= Thomas H. Greco Jr. =

American economist (1936–2026)

Thomas Henry Greco Jr. (October 9, 1936 – June 15, 2026) was an American community economist, who wrote and consulted on monetary exchange alternatives, including private credit clearing systems, complementary currencies and local currencies.

==Life and career==
Greco earned his bachelor's degree in chemical engineering from Villanova University, a Master of Business Administration (MBA) from the University of Rochester, and he pursued a Doctor of Philosophy (PhD) at Syracuse University. For fourteen years he taught economics, finance, statistics, entrepreneurship, and forecasting as a tenured faculty member in the college of business at Rochester Institute of Technology.

In 1979 Thomas Greco became a private consultant and community activist, working with local Rochester, New York peace and justice groups. From 1981 to 1990 he served as trustee and then president of the School of Living which promotes "self-governing communities that are democratic, humane, globally conscious and ecologically sound".

A frequent contributor to the decentralist publication Fourth World Review, Greco organized of the Fourth World Assembly and New Economics Symposium held in San Francisco in 1987. From 1989 to 1991 he co-edited Green Revolution, a journal dedicated to right education, right living and personal responsibility.

After moving to Arizona, Greco assisted in the development of LETSonora (a Local Exchange Trading System) and helped organize Tucson Traders, both now defunct, and in 1991 organized the Community Information Resource Center (CIRC) as a project of NEST, Inc., which promoted transformative approaches to community building.
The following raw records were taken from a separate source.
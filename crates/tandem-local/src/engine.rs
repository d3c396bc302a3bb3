// SPDX-FileCopyrightText: 2026 Tandem Contributors
// SPDX-License-Identifier: MIT OR Apache-2.0

//! [`InferenceEngine`] backed by a local Ollama daemon.
//!
//! Endpoints used:
//! - `POST /api/show` - is the model already present?
//! - `POST /api/pull` - download the model (NDJSON progress)
//! - `POST /api/chat` - chat completion (NDJSON when streamed)

use std::sync::{Arc, Mutex, PoisonError};

use async_trait::async_trait;
use futures::StreamExt;
use serde::Serialize;
use tracing::{debug, info, warn};

use tandem_config::model::LocalConfig;
use tandem_core::TandemError;
use tandem_core::traits::{ChunkStream, InferenceEngine};
use tandem_core::types::{EngineChunk, EngineRequest};

use crate::ndjson;
use crate::progress::{InitProgress, ProgressClock};
use crate::types::{
    ChatOptions, ChatRequest, ChatResponse, ErrorBody, PullProgressLine, PullRequest,
    ShowRequest,
};

/// A loaded model served by an Ollama daemon.
#[derive(Debug)]
pub struct OllamaEngine {
    client: reqwest::Client,
    base_url: String,
    model: String,
    num_ctx: Option<u32>,
    low_vram: bool,
    last_message: Arc<Mutex<String>>,
}

impl OllamaEngine {
    /// Make the configured model available and return an engine serving it.
    ///
    /// With `use_cache` set, a model the daemon already has is used as is;
    /// otherwise (or when it is missing) the model is pulled, with every pull
    /// status line forwarded to `on_progress`.
    pub async fn load<F>(config: &LocalConfig, on_progress: F) -> Result<Self, TandemError>
    where
        F: Fn(InitProgress) + Send + Sync,
    {
        let mut clock = ProgressClock::start();
        let engine = Self::connect(config)?;

        if let Some(lib) = &config.model_lib {
            debug!(model_lib = %lib, "model library recorded; the daemon provides its own runtime");
        }

        on_progress(clock.report(Some(0.0), format!("Loading {}", engine.model)));

        if config.use_cache && engine.is_present().await? {
            info!(model = %engine.model, "local model found in cache");
            on_progress(clock.report(Some(1.0), "Loaded model from cache"));
            return Ok(engine);
        }

        engine.pull(&mut clock, &on_progress).await?;
        info!(model = %engine.model, "local model pulled");
        on_progress(clock.report(Some(1.0), "Finished loading model"));
        Ok(engine)
    }

    /// Whether the daemon answers and already has the configured model.
    ///
    /// Never pulls. An unreachable daemon is an error.
    pub async fn probe(config: &LocalConfig) -> Result<bool, TandemError> {
        Self::connect(config)?.is_present().await
    }

    fn connect(config: &LocalConfig) -> Result<Self, TandemError> {
        let client = reqwest::Client::builder().build().map_err(|e| TandemError::Backend {
            message: format!("failed to build HTTP client: {e}"),
            source: Some(Box::new(e)),
        })?;

        Ok(Self {
            client,
            base_url: config.base_url.trim_end_matches('/').to_string(),
            model: model_reference(config),
            num_ctx: config.context_window_size,
            low_vram: resolve_low_resource(config, available_memory_mb()),
            last_message: Arc::new(Mutex::new(String::new())),
        })
    }

    async fn is_present(&self) -> Result<bool, TandemError> {
        let response = self
            .client
            .post(self.url("/api/show"))
            .json(&ShowRequest { model: &self.model })
            .send()
            .await
            .map_err(request_failed)?;
        debug!(status = %response.status(), "model presence check");
        Ok(response.status().is_success())
    }

    async fn pull<F>(&self, clock: &mut ProgressClock, on_progress: &F) -> Result<(), TandemError>
    where
        F: Fn(InitProgress) + Send + Sync,
    {
        let response = self
            .post(
                "/api/pull",
                &PullRequest {
                    model: &self.model,
                    stream: true,
                },
            )
            .await?;

        let mut lines = Box::pin(ndjson::decode::<PullProgressLine, _, _>(Box::pin(
            response.bytes_stream(),
        )));
        while let Some(line) = lines.next().await {
            let line = match line {
                Ok(line) => line,
                Err(TandemError::StreamParse(detail)) => {
                    warn!(%detail, "skipping malformed pull status line");
                    continue;
                }
                Err(e) => return Err(e),
            };
            if let Some(error) = line.error {
                return Err(TandemError::backend(format!(
                    "failed to pull {}: {error}",
                    self.model
                )));
            }
            on_progress(clock.report(line.fraction(), line.status));
        }
        Ok(())
    }

    fn url(&self, path: &str) -> String {
        format!("{}{path}", self.base_url)
    }

    async fn post<B: Serialize + ?Sized>(
        &self,
        path: &str,
        body: &B,
    ) -> Result<reqwest::Response, TandemError> {
        let response = self
            .client
            .post(self.url(path))
            .json(body)
            .send()
            .await
            .map_err(request_failed)?;

        let status = response.status();
        debug!(%status, path, "local engine response");
        if status.is_success() {
            return Ok(response);
        }

        let body = response.text().await.unwrap_or_default();
        let message = serde_json::from_str::<ErrorBody>(&body)
            .map(|b| b.error)
            .unwrap_or_else(|_| format!("local engine returned {status}"));
        Err(TandemError::backend(message))
    }

    fn chat_request<'a>(&'a self, request: &'a EngineRequest, stream: bool) -> ChatRequest<'a> {
        let format = request.response_format.as_ref().map(|f| {
            serde_json::from_str(&f.schema).unwrap_or_else(|e| {
                warn!(error = %e, "response schema is not JSON, requesting plain JSON");
                serde_json::Value::String("json".to_string())
            })
        });
        ChatRequest {
            model: &self.model,
            messages: &request.messages,
            stream,
            format,
            options: ChatOptions {
                temperature: request.temperature,
                num_predict: request.max_tokens,
                num_ctx: self.num_ctx,
                low_vram: self.low_vram,
            },
        }
    }

    fn record(&self) -> std::sync::MutexGuard<'_, String> {
        self.last_message
            .lock()
            .unwrap_or_else(PoisonError::into_inner)
    }
}

#[async_trait]
impl InferenceEngine for OllamaEngine {
    fn model_id(&self) -> &str {
        &self.model
    }

    async fn stream_chat(&self, request: EngineRequest) -> Result<ChunkStream, TandemError> {
        let body = self.chat_request(&request, true);
        let response = self.post("/api/chat", &body).await?;
        self.record().clear();

        let recorded = Arc::clone(&self.last_message);
        let lines = ndjson::decode::<ChatResponse, _, _>(Box::pin(response.bytes_stream()));
        let chunks = lines.filter_map(move |line| {
            let recorded = Arc::clone(&recorded);
            async move {
                match line {
                    Ok(ChatResponse {
                        error: Some(message),
                        ..
                    }) => Some(Err(TandemError::backend(message))),
                    Ok(line) => {
                        let delta = line.message.map(|m| m.content).unwrap_or_default();
                        if delta.is_empty() {
                            return None;
                        }
                        recorded
                            .lock()
                            .unwrap_or_else(PoisonError::into_inner)
                            .push_str(&delta);
                        Some(Ok(EngineChunk { delta }))
                    }
                    Err(TandemError::StreamParse(detail)) => {
                        warn!(%detail, "skipping malformed chat line");
                        None
                    }
                    Err(e) => Some(Err(e)),
                }
            }
        });
        Ok(Box::pin(chunks))
    }

    async fn final_message(&self) -> Result<String, TandemError> {
        Ok(self.record().clone())
    }

    async fn complete(&self, request: EngineRequest) -> Result<String, TandemError> {
        let body = self.chat_request(&request, false);
        let response = self.post("/api/chat", &body).await?;
        let reply: ChatResponse = response.json().await.map_err(|e| TandemError::Backend {
            message: format!("failed to parse local engine reply: {e}"),
            source: Some(Box::new(e)),
        })?;
        if let Some(error) = reply.error {
            return Err(TandemError::backend(error));
        }
        Ok(reply.message.map(|m| m.content).unwrap_or_default())
    }
}

fn request_failed(e: reqwest::Error) -> TandemError {
    TandemError::Backend {
        message: format!("local engine request failed: {e}"),
        source: Some(Box::new(e)),
    }
}

/// The name the daemon knows the model by.
///
/// A Hugging Face artifact URL becomes `hf.co/<owner>/<repo>`; any other
/// configuration falls back to `model`.
pub fn model_reference(config: &LocalConfig) -> String {
    let Some(raw) = config.model_url.as_deref() else {
        return config.model.clone();
    };

    let hf = url::Url::parse(raw).ok().and_then(|url| {
        let host = url.host_str()?.trim_start_matches("www.");
        if host != "huggingface.co" && host != "hf.co" {
            return None;
        }
        let mut segments = url.path_segments()?.filter(|s| !s.is_empty());
        let owner = segments.next()?;
        let repo = segments.next()?;
        Some(format!("hf.co/{owner}/{repo}"))
    });

    match hf {
        Some(reference) => reference,
        None => {
            warn!(model_url = %raw, "model_url is not a Hugging Face repository, using model");
            config.model.clone()
        }
    }
}

/// Whether to run in low-resource mode given the available memory in MiB.
pub fn resolve_low_resource(config: &LocalConfig, available_mb: f64) -> bool {
    match config.vram_required_mb {
        Some(required) if required > available_mb => {
            warn!(
                required_mb = required,
                available_mb, "not enough memory for the local model, enabling low-resource mode"
            );
            true
        }
        _ => config.low_resource,
    }
}

fn available_memory_mb() -> f64 {
    let mut sys = sysinfo::System::new();
    sys.refresh_memory();
    sys.available_memory() as f64 / (1024.0 * 1024.0)
}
He authored four books on monetary theory and how practical monetary alternatives can empower communities by generating credit under local control. He has written for a wide range of journals, including the Internet Journal of Community Research, Alternate, Common Dreams, Transformation, Global Research, Reality Sandwich, Whole Earth Review, World Business Academy Perspectives, At Work, Earth Island Journal, the Catholic Worker, The Permaculture Activist, Yes! Magazine, Green Revolution, and others. Since 2019, he has hosted Beyond Money Podcast.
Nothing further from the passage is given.